The balance between lipid synthesis and lipid catabolism is critical to maintain energy homeostasis. Lipophagy and lipolysis are two important pathways for lipid selective catabolism. Defects in lipophagy and lipolysis are linked to lipid metabolic diseases. Transcription factor EB (TFEB) is a master regulator of autophagy and lysosome biogenesis, as well as lipid metabolism by promoting expression of genes encoding fat catabolic lipases. Therefore, targeting TFEB provides a novel potential strategy for the treatment of lipid metabolic diseases. In this study, we showed that the TFEB activator clomiphene citrate (CC) activated the autophagy-lysosome and lipolysis pathways, and promoted degradation of lipid droplets induced by the free fatty acids oleate and palmitate in HepG2 cells.

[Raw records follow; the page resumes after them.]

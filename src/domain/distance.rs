//! Distances between a relaxed state and the learned targets.

use super::Domain;
use crate::utils::{euclidean, manhattan};
use ndarray::{Array1, ArrayView1};
use serde::{Deserialize, Serialize};

/// How to measure the distance from a state to a target.
///
/// The `*WithInversion` variants take the smaller of the distance to the target
/// and the distance to its domain inverse, since Hebbian-style training makes a
/// pattern and its complement equally stable.
#[derive(Debug, Clone, Copy, PartialEq, Eq, Default, Serialize, Deserialize)]
#[serde(rename_all = "snake_case")]
pub enum DistanceMeasure {
    Manhattan,
    Euclidean,
    #[default]
    ManhattanWithInversion,
    EuclideanWithInversion,
}

impl DistanceMeasure {
    /// Distance from `state` to `target`.
    pub fn measure(&self, domain: Domain, target: ArrayView1<'_, f64>, state: ArrayView1<'_, f64>) -> f64 {
        match self {
            DistanceMeasure::Manhattan => manhattan(target, state),
            DistanceMeasure::Euclidean => euclidean(target, state),
            DistanceMeasure::ManhattanWithInversion => {
                let inverse = domain.inverted(target);
                manhattan(target, state).min(manhattan(inverse.view(), state))
            }
            DistanceMeasure::EuclideanWithInversion => {
                let inverse = domain.inverted(target);
                euclidean(target, state).min(euclidean(inverse.view(), state))
            }
        }
    }

    /// Distance from `state` to every target, in target order.
    pub fn to_collection(&self, domain: Domain, targets: &[Array1<f64>], state: ArrayView1<'_, f64>) -> Vec<f64> {
        targets
            .iter()
            .map(|target| self.measure(domain, target.view(), state))
            .collect()
    }
}

#[cfg(test)]
mod tests {
    use super::*;
    use ndarray::arr1;

    #[test]
    fn test_inversion_distance_is_symmetric_for_complement() {
        let target = arr1(&[1.0, -1.0, 1.0, -1.0]);
        let complement = arr1(&[-1.0, 1.0, -1.0, 1.0]);
        let plain = DistanceMeasure::Manhattan.measure(Domain::Bipolar, target.view(), complement.view());
        assert_eq!(plain, 8.0);
        let inv = DistanceMeasure::ManhattanWithInversion.measure(Domain::Bipolar, target.view(), complement.view());
        assert_eq!(inv, 0.0);
    }

    #[test]
    fn test_binary_inversion_distance() {
        let target = arr1(&[1.0, 0.0, 0.0]);
        let state = arr1(&[0.0, 1.0, 0.0]);
        // inverse = [0, 1, 1]; distances 2 and 1
        let d = DistanceMeasure::EuclideanWithInversion.measure(Domain::Binary, target.view(), state.view());
        assert!((d - 1.0).abs() < 1e-12);
    }

    #[test]
    fn test_to_collection_keeps_order() {
        let targets = vec![arr1(&[1.0, 1.0]), arr1(&[1.0, -1.0])];
        let state = arr1(&[1.0, 1.0]);
        let d = DistanceMeasure::Manhattan.to_collection(Domain::Bipolar, &targets, state.view());
        assert_eq!(d, vec![0.0, 2.0]);
    }
}
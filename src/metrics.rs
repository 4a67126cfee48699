//! Per-trial result collection.
//!
//! A [`TrialAccumulator`] is owned by whoever runs the trial; there is no
//! process-wide collector. Records and summaries are serde types so they can be
//! written straight to JSONL.

use crate::core::{RelaxationResult, State};
use crate::utils::mean;
use serde::{Deserialize, Serialize};

/// One relaxed probe.
#[derive(Debug, Clone, PartialEq, Serialize, Deserialize)]
pub struct RelaxationRecord {
    pub trial_index: usize,
    pub probe_index: usize,
    pub stable: bool,
    pub num_steps: usize,
    pub final_state: Vec<f64>,
    pub energy_profile: Vec<f64>,
    pub distances_to_targets: Vec<f64>,
}

/// Aggregate over every probe of a trial.
#[derive(Debug, Clone, PartialEq, Serialize, Deserialize)]
pub struct TrialSummary {
    pub trial_index: usize,
    pub num_targets: usize,
    pub num_probes: usize,
    pub num_stable: usize,
    /// Mean steps over stable probes; `None` when no probe was stable.
    pub mean_steps_stable: Option<f64>,
}

#[derive(Debug, Clone, Default)]
pub struct TrialAccumulator {
    trial_index: usize,
    num_targets: usize,
    records: Vec<RelaxationRecord>,
}

impl TrialAccumulator {
    pub fn new(trial_index: usize, num_targets: usize) -> Self {
        Self {
            trial_index,
            num_targets,
            records: Vec::new(),
        }
    }

    /// Store the outcome of relaxing probe `probe_index` to `final_state`.
    pub fn record(&mut self, probe_index: usize, final_state: &State, result: &RelaxationResult) -> &RelaxationRecord {
        self.records.push(RelaxationRecord {
            trial_index: self.trial_index,
            probe_index,
            stable: result.stable,
            num_steps: result.num_steps,
            final_state: final_state.to_vec(),
            energy_profile: result.energy_profile.clone(),
            distances_to_targets: result.distances_to_targets.clone(),
        });
        &self.records[self.records.len() - 1]
    }

    pub fn records(&self) -> &[RelaxationRecord] {
        &self.records
    }

    pub fn summary(&self) -> TrialSummary {
        let stable_steps: Vec<f64> = self
            .records
            .iter()
            .filter(|r| r.stable)
            .map(|r| r.num_steps as f64)
            .collect();
        TrialSummary {
            trial_index: self.trial_index,
            num_targets: self.num_targets,
            num_probes: self.records.len(),
            num_stable: stable_steps.len(),
            mean_steps_stable: mean(&stable_steps),
        }
    }
}
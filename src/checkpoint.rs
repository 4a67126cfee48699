//! Checkpoint save/load for Hopfield networks.
//!
//! Matrices and vector collections are stored as nested JSON arrays. A loaded
//! collection is checked for equal lengths; a ragged file is an error, not a
//! panic, because it is outside data.

use crate::core::{HopfieldError, HopfieldResult, Network, NetworkConfig, State};
use crate::domain::Domain;
use ndarray::{Array1, Array2};
use serde::{Deserialize, Serialize};
use std::path::Path;
use tracing::info;

/// Serializable network snapshot.
#[derive(Debug, Serialize, Deserialize)]
pub struct CheckpointData {
    pub dimension: usize,
    pub domain: Domain,
    /// Weight matrix rows.
    pub weights: Vec<Vec<f64>>,
    pub bias: Vec<f64>,
    #[serde(default)]
    pub learned_states: Vec<Vec<f64>>,
}

fn array2_to_vecs(arr: &Array2<f64>) -> Vec<Vec<f64>> {
    arr.rows().into_iter().map(|row| row.to_vec()).collect()
}

fn check_uniform(vecs: &[Vec<f64>]) -> HopfieldResult<usize> {
    let expected = vecs.first().map_or(0, Vec::len);
    match vecs.iter().position(|v| v.len() != expected) {
        Some(index) => Err(HopfieldError::RaggedCollection {
            index,
            expected,
            actual: vecs[index].len(),
        }),
        None => Ok(expected),
    }
}

fn vecs_to_array2(vecs: &[Vec<f64>]) -> HopfieldResult<Array2<f64>> {
    let ncols = check_uniform(vecs)?;
    let flat: Vec<f64> = vecs.iter().flat_map(|r| r.iter().copied()).collect();
    Array2::from_shape_vec((vecs.len(), ncols), flat).map_err(|_| HopfieldError::ShapeMismatch {
        expected: vec![vecs.len(), ncols],
        actual: vec![vecs.iter().map(Vec::len).sum()],
    })
}

fn vecs_to_states(vecs: Vec<Vec<f64>>) -> HopfieldResult<Vec<State>> {
    check_uniform(&vecs)?;
    Ok(vecs.into_iter().map(Array1::from).collect())
}

fn write_json<T: Serialize>(value: &T, path: &Path) -> HopfieldResult<()> {
    let json = serde_json::to_string_pretty(value)?;
    if let Some(parent) = path.parent() {
        std::fs::create_dir_all(parent)?;
    }
    std::fs::write(path, json)?;
    Ok(())
}

fn read_json<T: for<'de> Deserialize<'de>>(path: &Path) -> HopfieldResult<T> {
    let json = std::fs::read_to_string(path)?;
    Ok(serde_json::from_str(&json)?)
}

/// Save a dense matrix as a JSON array of rows.
///
/// # Errors
/// Returns an error if the file cannot be written.
pub fn save_matrix(matrix: &Array2<f64>, path: &Path) -> HopfieldResult<()> {
    write_json(&array2_to_vecs(matrix), path)
}

/// # Errors
/// Returns an error if the file cannot be read or parsed, or if its rows differ
/// in length.
pub fn load_matrix(path: &Path) -> HopfieldResult<Array2<f64>> {
    let rows: Vec<Vec<f64>> = read_json(path)?;
    vecs_to_array2(&rows)
}

/// Save a collection of equal-length states.
///
/// # Errors
/// Returns an error if the file cannot be written.
///
/// # Panics
/// If the in-memory collection is ragged.
pub fn save_states(states: &[State], path: &Path) -> HopfieldResult<()> {
    if let Some(first) = states.first() {
        crate::data::assert_uniform_length(states, first.len());
    }
    let vecs: Vec<Vec<f64>> = states.iter().map(State::to_vec).collect();
    write_json(&vecs, path)
}

/// # Errors
/// Returns an error if the file cannot be read or parsed, or if the stored
/// vectors differ in length.
pub fn load_states(path: &Path) -> HopfieldResult<Vec<State>> {
    vecs_to_states(read_json(path)?)
}

/// Save the trained state of `network`: weights, bias and learned targets.
///
/// # Errors
/// Returns an error if the file cannot be written.
pub fn save_checkpoint(network: &Network, path: &Path) -> HopfieldResult<()> {
    let data = CheckpointData {
        dimension: network.dimension(),
        domain: network.domain(),
        weights: array2_to_vecs(network.weights()),
        bias: network.bias().to_vec(),
        learned_states: network.learned_states().iter().map(State::to_vec).collect(),
    };
    write_json(&data, path)?;
    info!(path = %path.display(), dimension = data.dimension, "checkpoint saved");
    Ok(())
}

/// Rebuild a network from a checkpoint.
///
/// `config` supplies every hyperparameter; its dimension and domain are
/// replaced by the stored ones. The structural constraints of `config` are
/// applied to the restored weights.
///
/// # Errors
/// Returns an error if the file cannot be read, the config is invalid, or the
/// stored shapes disagree with the stored dimension.
pub fn load_checkpoint(path: &Path, mut config: NetworkConfig) -> HopfieldResult<Network> {
    let data: CheckpointData = read_json(path)?;
    config.dimension = data.dimension;
    config.domain = data.domain;

    let weights = vecs_to_array2(&data.weights)?;
    let bias = Array1::from(data.bias);
    let learned_states = vecs_to_states(data.learned_states)?;
    if let Some(state) = learned_states.first() {
        if state.len() != data.dimension {
            return Err(HopfieldError::ShapeMismatch {
                expected: vec![data.dimension],
                actual: vec![state.len()],
            });
        }
    }

    let mut network = config.build()?;
    network.load_weights(weights, bias)?;
    network.restore_learned_states(learned_states);
    Ok(network)
}

#[cfg(test)]
mod tests {
    use super::*;
    use ndarray::{arr1, arr2};
    use tempfile::tempdir;

    fn trained() -> Network {
        let mut network = Network::builder().dimension(4).seed(5).build().unwrap();
        network.learn_states(&[arr1(&[1.0, 1.0, -1.0, -1.0])]);
        network
    }

    #[test]
    fn test_checkpoint_round_trip() {
        let dir = tempdir().unwrap();
        let path = dir.path().join("nested").join("net.json");
        let network = trained();
        save_checkpoint(&network, &path).unwrap();

        let loaded = load_checkpoint(&path, NetworkConfig::default()).unwrap();
        assert_eq!(loaded.dimension(), 4);
        assert_eq!(loaded.domain(), Domain::Bipolar);
        assert_eq!(loaded.weights(), network.weights());
        assert_eq!(loaded.bias(), network.bias());
        assert_eq!(loaded.learned_states(), network.learned_states());
    }

    #[test]
    fn test_matrix_round_trip() {
        let dir = tempdir().unwrap();
        let path = dir.path().join("w.json");
        let w = arr2(&[[0.0, 0.5, -1.25], [2.0, 0.0, 3.0]]);
        save_matrix(&w, &path).unwrap();
        assert_eq!(load_matrix(&path).unwrap(), w);
    }

    #[test]
    fn test_ragged_file_is_error() {
        let dir = tempdir().unwrap();
        let path = dir.path().join("ragged.json");
        std::fs::write(&path, "[[1.0, -1.0], [1.0]]").unwrap();
        let err = load_states(&path).unwrap_err();
        assert!(matches!(
            err,
            HopfieldError::RaggedCollection { index: 1, expected: 2, actual: 1 }
        ));
        assert!(load_matrix(&path).is_err());
    }

    #[test]
    fn test_states_round_trip() {
        let dir = tempdir().unwrap();
        let path = dir.path().join("states.json");
        let states = vec![arr1(&[1.0, 0.0, 1.0]), arr1(&[0.0, 0.0, 1.0])];
        save_states(&states, &path).unwrap();
        assert_eq!(load_states(&path).unwrap(), states);
    }

    #[test]
    fn test_load_nonexistent_checkpoint() {
        let result = load_checkpoint(Path::new("/nonexistent/path.json"), NetworkConfig::default());
        assert!(matches!(result, Err(HopfieldError::Io(_))));
    }

    #[test]
    fn test_bad_json_is_error() {
        let dir = tempdir().unwrap();
        let path = dir.path().join("bad.json");
        std::fs::write(&path, "{not json").unwrap();
        assert!(matches!(load_matrix(&path), Err(HopfieldError::Json(_))));
    }
}
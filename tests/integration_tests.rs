//! End-to-end tests for learning and relaxation.
//!
//! These tests verify:
//! - Hebbian targets become stable attractors and learning accumulates
//! - Relaxation recovers corrupted targets
//! - Batch relaxation keeps results aligned with their inputs for any worker count
//! - Non-converging relaxations report the iteration cap

use approx::assert_abs_diff_eq;
use hopfield::pool::default_workers;
use hopfield::{DistanceMeasure, Domain, Network, State, StateGenerator};
use ndarray::{arr1, arr2, Array1};

/// Four mutually orthogonal rows of the 8×8 Sylvester-Hadamard matrix.
///
/// Hebbian training on them gives `W ξ = (n - p) ξ = 4 ξ` for every pattern,
/// so each is a strict fixed point.
fn hadamard_targets() -> Vec<State> {
    vec![
        arr1(&[1.0, -1.0, 1.0, -1.0, 1.0, -1.0, 1.0, -1.0]),
        arr1(&[1.0, 1.0, -1.0, -1.0, 1.0, 1.0, -1.0, -1.0]),
        arr1(&[1.0, -1.0, -1.0, 1.0, 1.0, -1.0, -1.0, 1.0]),
        arr1(&[1.0, 1.0, 1.0, 1.0, -1.0, -1.0, -1.0, -1.0]),
    ]
}

fn hadamard_network(units_updated_per_step: usize) -> Network {
    let mut network = Network::builder()
        .dimension(8)
        .units_updated_per_step(units_updated_per_step)
        .seed(21)
        .build()
        .expect("valid network");
    network.learn_states(&hadamard_targets());
    network
}

#[test]
fn test_hebbian_single_target_is_stable() {
    let mut network = Network::builder().dimension(4).seed(1).build().unwrap();
    let target = arr1(&[1.0, 1.0, -1.0, -1.0]);
    network.learn_states(std::slice::from_ref(&target));

    assert!(network.state_is_stable(&target));
    assert!(network.all_states_are_stable(std::slice::from_ref(&target)));
    assert_eq!(network.learned_states(), std::slice::from_ref(&target));
}

#[test]
fn test_hebbian_learning_accumulates() {
    let mut network = Network::builder().dimension(4).seed(1).build().unwrap();
    let target = arr1(&[1.0, 1.0, -1.0, -1.0]);

    network.learn_states(std::slice::from_ref(&target));
    let after_one = network.weights().clone();
    network.learn_states(std::slice::from_ref(&target));

    assert_ne!(network.weights(), &after_one);
    assert_eq!(network.weights(), &(&after_one * 2.0));
    assert_eq!(network.learned_states().len(), 2);
}

#[test]
fn test_hadamard_targets_are_fixed_points() {
    let network = hadamard_network(1);
    let targets = hadamard_targets();
    assert!(network.all_states_are_stable(&targets));
    for target in &targets {
        for &e in network.all_unit_energies(target).iter() {
            assert_abs_diff_eq!(e, -2.0, epsilon = 1e-12);
        }
    }
}

#[test]
fn test_synchronous_sweep_keeps_fixed_point() {
    let mut network = hadamard_network(8);
    for target in hadamard_targets() {
        let mut state = target.clone();
        network.update_state(&mut state);
        assert_eq!(state, target);
    }
}

#[test]
fn test_relax_recovers_corrupted_target() {
    let mut network = Network::builder()
        .dimension(16)
        .distance_measure(DistanceMeasure::Manhattan)
        .seed(8)
        .build()
        .unwrap();
    let target: State = (0..16).map(|i| if i % 3 == 0 { 1.0 } else { -1.0 }).collect();
    network.learn_states(std::slice::from_ref(&target));

    let mut probe = target.clone();
    for i in [1, 6, 11] {
        probe[i] = -probe[i];
    }
    let result = network.relax_state(&mut probe);

    assert!(result.stable);
    assert_eq!(probe, target);
    assert_eq!(result.distances_to_targets, vec![0.0]);
    assert_eq!(result.energy_profile.len(), 16);
    assert!(result.num_steps <= network.config().max_relaxation_iterations);
}

#[test]
fn test_relax_batch_keeps_index_correspondence() {
    let targets = hadamard_targets();
    let order = [2, 0, 3, 1, 1, 3, 0, 2, 2, 2, 0];

    for workers in [1, default_workers(), order.len()] {
        let mut network = hadamard_network(1);
        let mut probes: Vec<State> = order.iter().map(|&k| targets[k].clone()).collect();
        let results = network.relax_batch(&mut probes, workers);

        assert_eq!(results.len(), order.len());
        for (i, &k) in order.iter().enumerate() {
            let result = &results[i];
            assert!(result.stable, "probe {i} should be stable");
            assert_eq!(result.num_steps, 1);
            assert_eq!(result.distances_to_targets.len(), targets.len());
            assert_eq!(result.distances_to_targets[k], 0.0);
            for (j, &d) in result.distances_to_targets.iter().enumerate() {
                if j != k {
                    assert_eq!(d, 8.0);
                }
            }
            assert_eq!(probes[i], targets[k]);
        }
    }
}

#[test]
fn test_relax_batch_random_probes_all_settle_or_cap() {
    let mut network = Network::builder()
        .dimension(32)
        .max_relaxation_iterations(50)
        .seed(4)
        .build()
        .unwrap();
    let mut generator = StateGenerator::builder().dimension(32).seed(5).build().unwrap();
    network.learn_states(&generator.create_learned_collection(3));

    let mut probes = generator.create_collection(40);
    let originals = probes.clone();
    let results = network.relax_batch(&mut probes, 4);

    for ((probe, original), result) in probes.iter().zip(&originals).zip(&results) {
        assert_eq!(probe.len(), original.len());
        if result.stable {
            assert!(network.state_is_stable(probe));
        } else {
            assert_eq!(result.num_steps, 50);
        }
    }
}

#[test]
fn test_unstable_relaxation_reports_cap() {
    let mut network = Network::builder()
        .dimension(2)
        .force_symmetric(false)
        .max_relaxation_iterations(7)
        .seed(3)
        .build()
        .unwrap();
    network
        .load_weights(arr2(&[[0.0, 1.0], [-1.0, 0.0]]), Array1::zeros(2))
        .unwrap();

    let mut state = arr1(&[1.0, -1.0]);
    let result = network.relax_state(&mut state);
    assert!(!result.stable);
    assert_eq!(result.num_steps, 7);

    let mut batch = vec![arr1(&[1.0, 1.0]), arr1(&[-1.0, 1.0]), arr1(&[-1.0, -1.0])];
    for result in network.relax_batch(&mut batch, 2) {
        assert!(!result.stable);
        assert_eq!(result.num_steps, 7);
    }
}

#[test]
fn test_intensive_relaxation_history() {
    let mut network = Network::builder()
        .dimension(8)
        .intensive_collection(true)
        .seed(9)
        .build()
        .unwrap();
    let targets = hadamard_targets();
    network.learn_states(&targets);

    let mut probe = targets[0].clone();
    probe[3] = -probe[3];
    let initial = probe.clone();
    let result = network.relax_state(&mut probe);

    let states = result.state_history.expect("state history recorded");
    let energies = result.energy_history.expect("energy history recorded");
    assert_eq!(states.len(), result.num_steps + 1);
    assert_eq!(energies.len(), states.len());
    assert_eq!(states[0], initial);
    assert_eq!(states.last(), Some(&probe));
    assert_eq!(energies.last(), Some(&result.energy_profile));
}

#[test]
fn test_binary_hebbian_target_is_stable() {
    let mut network = Network::builder()
        .dimension(4)
        .domain(Domain::Binary)
        .seed(2)
        .build()
        .unwrap();
    let target = arr1(&[1.0, 0.0, 1.0, 0.0]);
    network.learn_states(std::slice::from_ref(&target));

    assert!(network.state_is_stable(&target));
    let energies = network.all_unit_energies(&target);
    assert_abs_diff_eq!(energies[0], -1.5, epsilon = 1e-12);
    assert_abs_diff_eq!(energies[1], 0.0, epsilon = 1e-12);

    let mut state = target.clone();
    network.update_state(&mut state);
    assert_eq!(state, target);
}

#[test]
fn test_seeded_networks_relax_identically() {
    let run = || {
        let mut network = Network::builder().dimension(24).seed(77).build().unwrap();
        let mut generator = StateGenerator::builder().dimension(24).seed(78).build().unwrap();
        network.learn_states(&generator.create_learned_collection(4));
        let mut probes = generator.create_collection(10);
        let results = network.relax_batch(&mut probes, 1);
        (probes, results)
    };
    assert_eq!(run(), run());
}
//! # Hopfield
//!
//! Hopfield associative-memory networks: train a weight matrix so that target
//! patterns become stable attractors, then probe it by relaxing noisy or random
//! states toward those attractors.
//!
//! ## Overview
//!
//! Stability is defined by a per-unit energy. A unit with positive energy would
//! flip on its next update; a state is stable when no more than a tolerated
//! number of units are unstable. Relaxation repeatedly sweeps the units in a
//! random order until the state is stable or an iteration cap is reached.
//!
//! Learning rules range from the closed-form Hebbian rule to the Delta and
//! Thermal-Delta rules, which use one step of the network's own dynamics as
//! their error signal.
//!
//! ## Structure
//!
//! - [`core`] — Network, configuration, relaxation dynamics, errors
//! - [`domain`] — Bipolar/binary activation, inversion, energies, distances
//! - [`training`] — Learning rules, learning methods, probe noise
//! - [`pool`] — Scoped worker pool for concurrent relaxation
//! - [`data`] — Seeded random state generation
//! - [`metrics`] — Per-trial result collection
//! - [`checkpoint`] — JSON persistence of matrices, states and networks
//! - [`utils`] — Vector helpers
//!
//! ## Example
//!
//! ```
//! use hopfield::{Network, StateGenerator};
//!
//! let mut network = Network::builder().dimension(64).seed(1).build().unwrap();
//! let mut generator = StateGenerator::builder().dimension(64).seed(2).build().unwrap();
//!
//! let targets = generator.create_learned_collection(3);
//! network.learn_states(&targets);
//! assert!(network.all_states_are_stable(&targets));
//!
//! let mut probes = generator.create_collection(8);
//! let results = network.relax_batch(&mut probes, 4);
//! assert_eq!(results.len(), 8);
//! ```

pub mod checkpoint;
pub mod core;
pub mod data;
pub mod domain;
pub mod metrics;
pub mod pool;
pub mod training;
pub mod utils;

pub use crate::core::{
    ConfigError, Dynamics, HopfieldError, HopfieldResult, Network, NetworkBuilder, NetworkConfig,
    RelaxationResult, Scratch, State,
};
pub use data::{StateGenerator, StateGeneratorBuilder};
pub use domain::{DistanceMeasure, Domain};
pub use metrics::{RelaxationRecord, TrialAccumulator, TrialSummary};
pub use training::{LearnStateRecord, LearningMethod, LearningRule, NoiseMethod};
//! Target and probe state sources.
//!
//! ## Submodules
//!
//! - [`generator`] — Seeded uniform state generation

pub mod generator;

pub use generator::{StateGenerator, StateGeneratorBuilder};

use crate::core::State;

/// Assert that every state in a collection has length `dimension`.
///
/// # Panics
/// On the first mismatching state. A ragged in-memory collection is a broken
/// invariant.
pub fn assert_uniform_length(states: &[State], dimension: usize) {
    for (index, state) in states.iter().enumerate() {
        assert_eq!(
            state.len(),
            dimension,
            "state {index} has length {}, expected {dimension}",
            state.len()
        );
    }
}

#[cfg(test)]
mod tests {
    use super::*;
    use ndarray::Array1;

    #[test]
    fn test_uniform_length_ok() {
        assert_uniform_length(&[Array1::zeros(3), Array1::zeros(3)], 3);
        assert_uniform_length(&[], 7);
    }

    #[test]
    #[should_panic(expected = "state 1 has length 2")]
    fn test_ragged_panics() {
        assert_uniform_length(&[Array1::zeros(3), Array1::zeros(2)], 3);
    }
}
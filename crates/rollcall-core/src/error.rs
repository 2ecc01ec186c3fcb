// Copyright 2025 Fernando Borretti
//
// Licensed under the Apache License, Version 2.0 (the "License");
// you may not use this file except in compliance with the License.
// You may obtain a copy of the License at
//
//     http://www.apache.org/licenses/LICENSE-2.0
//
// Unless required by applicable law or agreed to in writing, software
// distributed under the License is distributed on an "AS IS" BASIS,
// WITHOUT WARRANTIES OR CONDITIONS OF ANY KIND, either express or implied.
// See the License for the specific language governing permissions and
// limitations under the License.

use std::error::Error;
use std::fmt::Display;
use std::fmt::Formatter;
use std::string::FromUtf8Error;

#[derive(Debug, PartialEq)]
pub struct ErrorReport {
    message: String,
}

impl ErrorReport {
    pub fn new(msg: impl Into<String>) -> Self {
        ErrorReport {
            message: msg.into(),
        }
    }

    pub fn message(&self) -> &str {
        &self.message
    }
}

impl From<std::io::Error> for ErrorReport {
    fn from(value: std::io::Error) -> Self {
        ErrorReport {
            message: format!("I/O error: {value}"),
        }
    }
}

impl From<FromUtf8Error> for ErrorReport {
    fn from(value: FromUtf8Error) -> Self {
        ErrorReport {
            message: format!("UTF-8 conversion error: {value:#?}"),
        }
    }
}

impl From<serde_json::Error> for ErrorReport {
    fn from(value: serde_json::Error) -> Self {
        ErrorReport {
            message: format!("JSON error: {value:#?}"),
        }
    }
}

impl From<toml::de::Error> for ErrorReport {
    fn from(value: toml::de::Error) -> Self {
        ErrorReport {
            message: format!("Config error: {}", value.message()),
        }
    }
}

impl Display for ErrorReport {
    fn fmt(&self, f: &mut Formatter) -> std::fmt::Result {
        write!(f, "error: {}", self.message)
    }
}

impl Error for ErrorReport {}

pub type Fallible<T> = Result<T, ErrorReport>;

pub fn fail<T>(msg: impl Into<String>) -> Fallible<T> {
    Err(ErrorReport {
        message: msg.into(),
    })
}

Moreover, CC treatment promoted lipid catabolism and attenuated obesity, restored lipid levels, blood glucose levels and insulin resistance, hepatocellular injury and hepatic steatosis, as well as liver inflammation in the HFD fed mice. In addition, we found that En-CC, a trans-isomer of CC, displayed less toxicity and more efficient activation of TFEB. Consistent with CC, En-CC treatment improved lipid metabolic syndrome pathology. These findings demonstrate that CC promotes clearance of lipids and ameliorates HFD-induced lipid metabolic syndrome pathology through activating TFEB-mediated lipophagy and lipolysis, indicating that CC has the potential to be used to treat lipid metabolic diseases.